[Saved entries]
────────────────────

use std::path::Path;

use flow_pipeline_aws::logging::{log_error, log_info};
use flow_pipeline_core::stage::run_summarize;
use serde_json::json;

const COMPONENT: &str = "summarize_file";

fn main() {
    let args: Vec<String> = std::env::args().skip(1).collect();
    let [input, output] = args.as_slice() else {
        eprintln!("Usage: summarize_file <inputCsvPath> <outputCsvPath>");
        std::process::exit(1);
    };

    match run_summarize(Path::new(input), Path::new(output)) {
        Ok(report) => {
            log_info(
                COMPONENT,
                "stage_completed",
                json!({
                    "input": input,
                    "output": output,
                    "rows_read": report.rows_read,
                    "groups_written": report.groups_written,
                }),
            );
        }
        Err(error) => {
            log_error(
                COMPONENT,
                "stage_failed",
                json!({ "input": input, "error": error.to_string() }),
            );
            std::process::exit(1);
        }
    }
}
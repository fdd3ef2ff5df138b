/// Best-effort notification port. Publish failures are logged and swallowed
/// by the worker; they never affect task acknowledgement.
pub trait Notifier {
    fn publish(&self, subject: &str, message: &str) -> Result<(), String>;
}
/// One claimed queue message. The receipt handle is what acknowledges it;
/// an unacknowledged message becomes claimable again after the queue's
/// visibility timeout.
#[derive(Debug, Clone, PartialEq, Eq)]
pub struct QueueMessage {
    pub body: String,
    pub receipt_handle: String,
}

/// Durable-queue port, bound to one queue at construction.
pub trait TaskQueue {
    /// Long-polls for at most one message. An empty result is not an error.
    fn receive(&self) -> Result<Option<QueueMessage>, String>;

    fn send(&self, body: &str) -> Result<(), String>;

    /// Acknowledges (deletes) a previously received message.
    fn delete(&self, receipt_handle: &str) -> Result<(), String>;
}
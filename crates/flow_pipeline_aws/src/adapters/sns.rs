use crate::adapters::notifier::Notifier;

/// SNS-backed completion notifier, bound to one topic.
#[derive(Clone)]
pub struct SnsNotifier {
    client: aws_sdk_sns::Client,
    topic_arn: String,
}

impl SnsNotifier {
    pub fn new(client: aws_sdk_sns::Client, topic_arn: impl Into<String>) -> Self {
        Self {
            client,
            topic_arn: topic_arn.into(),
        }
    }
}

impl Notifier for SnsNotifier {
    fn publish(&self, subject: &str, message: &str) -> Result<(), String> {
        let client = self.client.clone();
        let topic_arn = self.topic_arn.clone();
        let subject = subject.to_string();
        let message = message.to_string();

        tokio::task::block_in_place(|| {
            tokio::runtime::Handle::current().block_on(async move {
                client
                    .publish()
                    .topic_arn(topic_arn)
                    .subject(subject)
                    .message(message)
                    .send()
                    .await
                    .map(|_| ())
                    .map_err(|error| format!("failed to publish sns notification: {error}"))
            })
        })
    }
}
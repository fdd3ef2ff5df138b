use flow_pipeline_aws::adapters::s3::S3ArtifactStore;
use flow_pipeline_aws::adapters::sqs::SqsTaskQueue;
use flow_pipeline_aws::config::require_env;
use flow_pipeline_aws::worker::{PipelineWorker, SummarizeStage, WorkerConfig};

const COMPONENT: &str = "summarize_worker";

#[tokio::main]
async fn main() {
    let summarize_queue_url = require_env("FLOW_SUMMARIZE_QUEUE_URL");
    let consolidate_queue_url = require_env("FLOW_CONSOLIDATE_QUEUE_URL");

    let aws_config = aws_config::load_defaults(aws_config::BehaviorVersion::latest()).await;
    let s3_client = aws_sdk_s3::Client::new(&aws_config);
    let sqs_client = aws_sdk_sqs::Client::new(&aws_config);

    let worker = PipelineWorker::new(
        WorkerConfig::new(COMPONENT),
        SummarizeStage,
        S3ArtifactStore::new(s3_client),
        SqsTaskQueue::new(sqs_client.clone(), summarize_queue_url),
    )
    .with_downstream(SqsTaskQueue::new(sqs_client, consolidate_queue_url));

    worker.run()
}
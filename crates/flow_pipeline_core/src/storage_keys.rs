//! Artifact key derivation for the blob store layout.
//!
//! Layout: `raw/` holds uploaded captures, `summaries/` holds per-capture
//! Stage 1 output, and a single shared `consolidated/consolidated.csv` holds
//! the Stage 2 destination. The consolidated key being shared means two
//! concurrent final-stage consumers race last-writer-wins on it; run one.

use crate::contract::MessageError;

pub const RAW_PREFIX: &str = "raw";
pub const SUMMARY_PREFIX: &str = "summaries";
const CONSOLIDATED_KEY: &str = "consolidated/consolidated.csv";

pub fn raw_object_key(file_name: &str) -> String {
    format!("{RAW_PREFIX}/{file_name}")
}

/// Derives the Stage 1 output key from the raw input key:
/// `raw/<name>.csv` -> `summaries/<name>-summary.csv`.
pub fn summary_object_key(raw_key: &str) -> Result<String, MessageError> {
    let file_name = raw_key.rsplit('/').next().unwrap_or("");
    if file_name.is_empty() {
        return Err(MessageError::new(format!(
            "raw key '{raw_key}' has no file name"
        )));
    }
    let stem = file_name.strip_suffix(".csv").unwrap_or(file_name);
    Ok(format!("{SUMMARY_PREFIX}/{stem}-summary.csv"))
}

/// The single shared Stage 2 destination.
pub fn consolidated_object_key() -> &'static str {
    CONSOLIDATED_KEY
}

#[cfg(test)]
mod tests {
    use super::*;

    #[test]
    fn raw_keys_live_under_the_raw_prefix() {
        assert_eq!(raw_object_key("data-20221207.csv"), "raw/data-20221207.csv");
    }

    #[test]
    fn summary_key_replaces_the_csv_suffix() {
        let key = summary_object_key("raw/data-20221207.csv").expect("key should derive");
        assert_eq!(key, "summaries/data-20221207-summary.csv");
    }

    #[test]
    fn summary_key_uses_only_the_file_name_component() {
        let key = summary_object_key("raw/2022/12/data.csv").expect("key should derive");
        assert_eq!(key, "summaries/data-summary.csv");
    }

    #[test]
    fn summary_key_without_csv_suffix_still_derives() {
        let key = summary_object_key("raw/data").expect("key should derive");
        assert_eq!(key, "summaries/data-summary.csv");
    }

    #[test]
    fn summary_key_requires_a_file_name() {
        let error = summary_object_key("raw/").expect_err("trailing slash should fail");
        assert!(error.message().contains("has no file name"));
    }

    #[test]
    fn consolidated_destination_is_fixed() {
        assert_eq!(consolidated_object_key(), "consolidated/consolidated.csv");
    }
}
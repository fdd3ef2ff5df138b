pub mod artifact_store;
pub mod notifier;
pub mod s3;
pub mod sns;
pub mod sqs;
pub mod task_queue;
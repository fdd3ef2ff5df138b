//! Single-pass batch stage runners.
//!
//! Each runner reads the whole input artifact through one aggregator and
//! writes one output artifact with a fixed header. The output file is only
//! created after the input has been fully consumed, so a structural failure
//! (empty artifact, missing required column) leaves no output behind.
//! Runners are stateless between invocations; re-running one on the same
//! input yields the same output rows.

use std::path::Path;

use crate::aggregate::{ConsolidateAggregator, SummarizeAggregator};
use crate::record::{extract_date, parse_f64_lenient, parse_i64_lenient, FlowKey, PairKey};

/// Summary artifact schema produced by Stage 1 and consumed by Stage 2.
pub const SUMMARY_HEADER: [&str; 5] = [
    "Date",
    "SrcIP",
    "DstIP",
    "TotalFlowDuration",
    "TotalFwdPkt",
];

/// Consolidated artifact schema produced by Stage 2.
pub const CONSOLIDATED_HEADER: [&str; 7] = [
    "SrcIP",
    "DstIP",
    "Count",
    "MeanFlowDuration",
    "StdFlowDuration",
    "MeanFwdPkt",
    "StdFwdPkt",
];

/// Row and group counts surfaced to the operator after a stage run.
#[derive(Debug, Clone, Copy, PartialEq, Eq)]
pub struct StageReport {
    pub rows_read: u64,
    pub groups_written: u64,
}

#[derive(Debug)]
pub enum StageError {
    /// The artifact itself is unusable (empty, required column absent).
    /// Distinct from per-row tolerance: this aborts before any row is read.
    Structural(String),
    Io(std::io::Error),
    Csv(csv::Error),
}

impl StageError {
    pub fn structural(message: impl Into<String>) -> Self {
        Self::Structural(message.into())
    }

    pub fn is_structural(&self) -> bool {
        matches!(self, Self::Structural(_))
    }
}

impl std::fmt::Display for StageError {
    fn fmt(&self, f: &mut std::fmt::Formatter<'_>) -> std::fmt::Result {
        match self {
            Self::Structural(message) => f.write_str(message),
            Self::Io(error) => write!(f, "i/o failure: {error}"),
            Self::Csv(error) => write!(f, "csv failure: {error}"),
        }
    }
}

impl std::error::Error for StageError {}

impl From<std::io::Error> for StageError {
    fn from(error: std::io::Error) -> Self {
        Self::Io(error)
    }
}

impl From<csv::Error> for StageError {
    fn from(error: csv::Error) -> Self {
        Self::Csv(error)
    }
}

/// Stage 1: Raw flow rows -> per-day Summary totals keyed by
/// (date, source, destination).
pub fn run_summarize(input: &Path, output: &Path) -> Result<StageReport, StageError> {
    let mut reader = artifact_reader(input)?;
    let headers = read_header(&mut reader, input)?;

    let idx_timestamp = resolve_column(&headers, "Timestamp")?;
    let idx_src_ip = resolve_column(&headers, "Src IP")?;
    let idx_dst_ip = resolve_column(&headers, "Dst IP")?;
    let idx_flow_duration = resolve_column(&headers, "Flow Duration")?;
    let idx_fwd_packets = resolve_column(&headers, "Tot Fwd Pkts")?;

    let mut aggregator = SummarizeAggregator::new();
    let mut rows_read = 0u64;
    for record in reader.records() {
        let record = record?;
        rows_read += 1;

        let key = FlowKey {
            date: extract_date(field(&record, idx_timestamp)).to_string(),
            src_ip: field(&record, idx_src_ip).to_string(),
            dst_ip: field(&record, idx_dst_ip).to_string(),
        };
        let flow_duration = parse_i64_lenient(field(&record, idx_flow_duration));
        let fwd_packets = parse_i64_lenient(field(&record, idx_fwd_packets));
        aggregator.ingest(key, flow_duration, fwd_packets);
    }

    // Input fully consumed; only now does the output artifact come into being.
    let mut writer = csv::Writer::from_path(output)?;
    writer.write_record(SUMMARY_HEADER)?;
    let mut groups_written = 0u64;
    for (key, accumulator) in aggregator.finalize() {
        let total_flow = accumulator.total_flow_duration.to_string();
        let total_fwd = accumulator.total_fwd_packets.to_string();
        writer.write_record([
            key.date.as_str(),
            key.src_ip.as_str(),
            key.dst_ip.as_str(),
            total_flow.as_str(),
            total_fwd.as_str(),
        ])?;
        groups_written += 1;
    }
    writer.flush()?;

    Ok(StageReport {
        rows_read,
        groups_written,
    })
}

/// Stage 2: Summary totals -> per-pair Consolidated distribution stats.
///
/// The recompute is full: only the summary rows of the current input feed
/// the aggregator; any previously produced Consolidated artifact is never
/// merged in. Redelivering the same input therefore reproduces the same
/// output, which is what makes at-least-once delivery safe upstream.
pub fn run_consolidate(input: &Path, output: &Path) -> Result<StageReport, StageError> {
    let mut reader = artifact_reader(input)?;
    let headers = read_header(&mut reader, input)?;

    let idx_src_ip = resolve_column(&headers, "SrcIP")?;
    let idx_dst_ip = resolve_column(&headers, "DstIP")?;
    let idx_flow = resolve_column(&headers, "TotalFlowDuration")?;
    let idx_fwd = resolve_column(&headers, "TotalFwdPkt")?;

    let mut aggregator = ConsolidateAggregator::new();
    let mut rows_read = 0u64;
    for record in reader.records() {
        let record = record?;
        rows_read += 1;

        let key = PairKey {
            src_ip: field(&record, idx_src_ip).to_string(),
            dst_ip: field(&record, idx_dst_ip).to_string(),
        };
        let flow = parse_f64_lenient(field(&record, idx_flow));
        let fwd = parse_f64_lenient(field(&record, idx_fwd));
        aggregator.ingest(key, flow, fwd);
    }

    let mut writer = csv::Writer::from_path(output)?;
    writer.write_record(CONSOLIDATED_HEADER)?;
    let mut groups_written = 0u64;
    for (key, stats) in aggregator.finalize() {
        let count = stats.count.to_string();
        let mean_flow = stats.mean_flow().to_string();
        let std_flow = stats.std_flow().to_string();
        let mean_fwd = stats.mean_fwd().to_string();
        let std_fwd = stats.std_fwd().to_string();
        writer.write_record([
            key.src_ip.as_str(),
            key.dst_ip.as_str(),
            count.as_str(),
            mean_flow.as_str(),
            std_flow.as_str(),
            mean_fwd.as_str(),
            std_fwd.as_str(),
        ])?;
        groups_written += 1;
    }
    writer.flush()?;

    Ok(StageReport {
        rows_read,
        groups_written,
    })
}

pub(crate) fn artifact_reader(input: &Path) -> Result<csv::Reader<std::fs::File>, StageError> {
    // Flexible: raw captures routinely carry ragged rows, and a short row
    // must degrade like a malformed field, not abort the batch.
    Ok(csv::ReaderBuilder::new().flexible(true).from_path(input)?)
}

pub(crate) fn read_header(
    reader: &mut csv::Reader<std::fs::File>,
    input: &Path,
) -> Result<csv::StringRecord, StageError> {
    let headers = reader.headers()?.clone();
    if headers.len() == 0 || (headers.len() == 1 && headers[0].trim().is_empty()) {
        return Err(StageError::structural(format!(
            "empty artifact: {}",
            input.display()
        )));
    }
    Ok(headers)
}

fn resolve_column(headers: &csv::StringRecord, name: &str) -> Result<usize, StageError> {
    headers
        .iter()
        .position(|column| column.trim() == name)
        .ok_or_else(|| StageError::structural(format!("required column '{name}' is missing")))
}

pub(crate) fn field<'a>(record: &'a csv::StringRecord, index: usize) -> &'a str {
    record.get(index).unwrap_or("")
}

────────────────────

WHAT YOU NEED TO DO:
Look through the records above and please copy every line in which the string "exit" occurs.

RESPONSE TO THE TASK:
        std::process::exit(1);
            std::process::exit(1);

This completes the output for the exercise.